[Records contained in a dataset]
---------------

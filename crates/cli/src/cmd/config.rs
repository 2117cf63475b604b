//! Configuration management command
//!
//! Provides CLI interface to view and edit difftrack configuration.

use anyhow::{Context, Result};
use dt_cli::config::{self, DtConfig};
use dt_cli::ExportFormat;
use owo_colors::OwoColorize;
use std::path::{Path, PathBuf};

/// File a command reads and writes: the explicit one, else the default location
fn target_path(explicit: Option<&Path>) -> Result<PathBuf> {
    match explicit {
        Some(path) => Ok(path.to_path_buf()),
        None => config::config_file_path().context("Could not determine config file path"),
    }
}

/// List all configuration values
pub fn run_list(explicit: Option<&Path>) -> Result<()> {
    let config = config::load(explicit)?;
    let config_path = target_path(explicit)?;

    println!("{}", "difftrack Configuration".bold());
    println!("{}: {}\n", "Location".dimmed(), config_path.display().dimmed());

    println!("{}", "[filter]".yellow());
    println!("  {} = {}", "use_default_denylist".cyan(), config.filter.use_default_denylist);
    println!("  {} = {}", "exclude_buffer_views".cyan(), config.filter.exclude_buffer_views);
    println!(
        "  {} = {} {}",
        "additional".cyan(),
        format!("{:?}", config.filter.additional),
        format!("({} names denied in total)", config.snapshotter().filter().denylist_len()).dimmed()
    );

    println!("\n{}", "[walk]".yellow());
    println!("  {} = {}", "max_depth".cyan(), config.walk.max_depth);

    println!("\n{}", "[export]".yellow());
    println!("  {} = {}", "format".cyan(), config.export.format);
    println!("  {} = {}", "reduce_paths".cyan(), config.export.reduce_paths);
    println!("  {} = {}", "header".cyan(), config.export.header);

    Ok(())
}

/// Get a single configuration value
pub fn run_get(key: &str, explicit: Option<&Path>) -> Result<()> {
    let config = config::load(explicit)?;

    let value = match key {
        "filter.use_default_denylist" => config.filter.use_default_denylist.to_string(),
        "filter.exclude_buffer_views" => config.filter.exclude_buffer_views.to_string(),
        "filter.additional" => config.filter.additional.join(","),
        "walk.max_depth" => config.walk.max_depth.to_string(),
        "export.format" => config.export.format.to_string(),
        "export.reduce_paths" => config.export.reduce_paths.to_string(),
        "export.header" => config.export.header.to_string(),
        _ => anyhow::bail!(
            "Unknown config key: {}. Use 'dt config list' to see available keys.",
            key
        ),
    };

    println!("{}", value);
    Ok(())
}

/// Set a configuration value
pub fn run_set(key: &str, value: &str, explicit: Option<&Path>) -> Result<()> {
    let path = target_path(explicit)?;
    let mut config = if path.exists() {
        config::load_from(&path)?
    } else {
        DtConfig::default()
    };

    match key {
        "filter.use_default_denylist" => {
            config.filter.use_default_denylist = value
                .parse()
                .context("Invalid value: must be 'true' or 'false'")?;
        }
        "filter.exclude_buffer_views" => {
            config.filter.exclude_buffer_views = value
                .parse()
                .context("Invalid value: must be 'true' or 'false'")?;
        }
        "filter.additional" => {
            config.filter.additional = value
                .split(',')
                .map(str::trim)
                .filter(|name| !name.is_empty())
                .map(String::from)
                .collect();
        }
        "walk.max_depth" => {
            config.walk.max_depth = value
                .parse()
                .context("Invalid value: must be a positive integer")?;
        }
        "export.format" => {
            config.export.format = value.parse::<ExportFormat>()?;
        }
        "export.reduce_paths" => {
            config.export.reduce_paths = value
                .parse()
                .context("Invalid value: must be 'true' or 'false'")?;
        }
        "export.header" => {
            config.export.header = value
                .parse()
                .context("Invalid value: must be 'true' or 'false'")?;
        }
        _ => anyhow::bail!(
            "Unknown config key: {}. Use 'dt config list' to see available keys.",
            key
        ),
    }

    // Validate before saving
    config.validate().context("Invalid configuration value")?;
    config::save(&config, &path)?;

    println!("{} {} = {}", "✓".green(), key.cyan(), value);
    Ok(())
}

/// Show the config file path and optionally create it
pub fn run_path(create: bool) -> Result<()> {
    let config_path = target_path(None)?;

    if create && !config_path.exists() {
        config::save(&DtConfig::default(), &config_path)?;
        println!("{} Created config file at: {}", "✓".green(), config_path.display());
    } else {
        println!("{}", config_path.display());
        if !config_path.exists() {
            println!("{}", "File does not exist. Use --create to create it.".yellow());
        }
    }

    Ok(())
}

/// Show example configuration
pub fn run_example() -> Result<()> {
    println!("{}", config::example_config());
    Ok(())
}
//! CLI command implementations

pub mod config;
pub mod run;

---------------

:: WHAT IS BEING ASKED ::
Each line from the one containing "config::save(&DtConfig::default(), &config_path)?;" to the final line of the entries above must be returned exactly, and no other line may appear.

:: RESPONSE AREA ::
        config::save(&DtConfig::default(), &config_path)?;
        println!("{} Created config file at: {}", "✓".green(), config_path.display());
    } else {
        println!("{}", config_path.display());
        if !config_path.exists() {
            println!("{}", "File does not exist. Use --create to create it.".yellow());
        }
    }

    Ok(())
}

/// Show example configuration
pub fn run_example() -> Result<()> {
    println!("{}", config::example_config());
    Ok(())
}
//! CLI command implementations

pub mod config;
pub mod run;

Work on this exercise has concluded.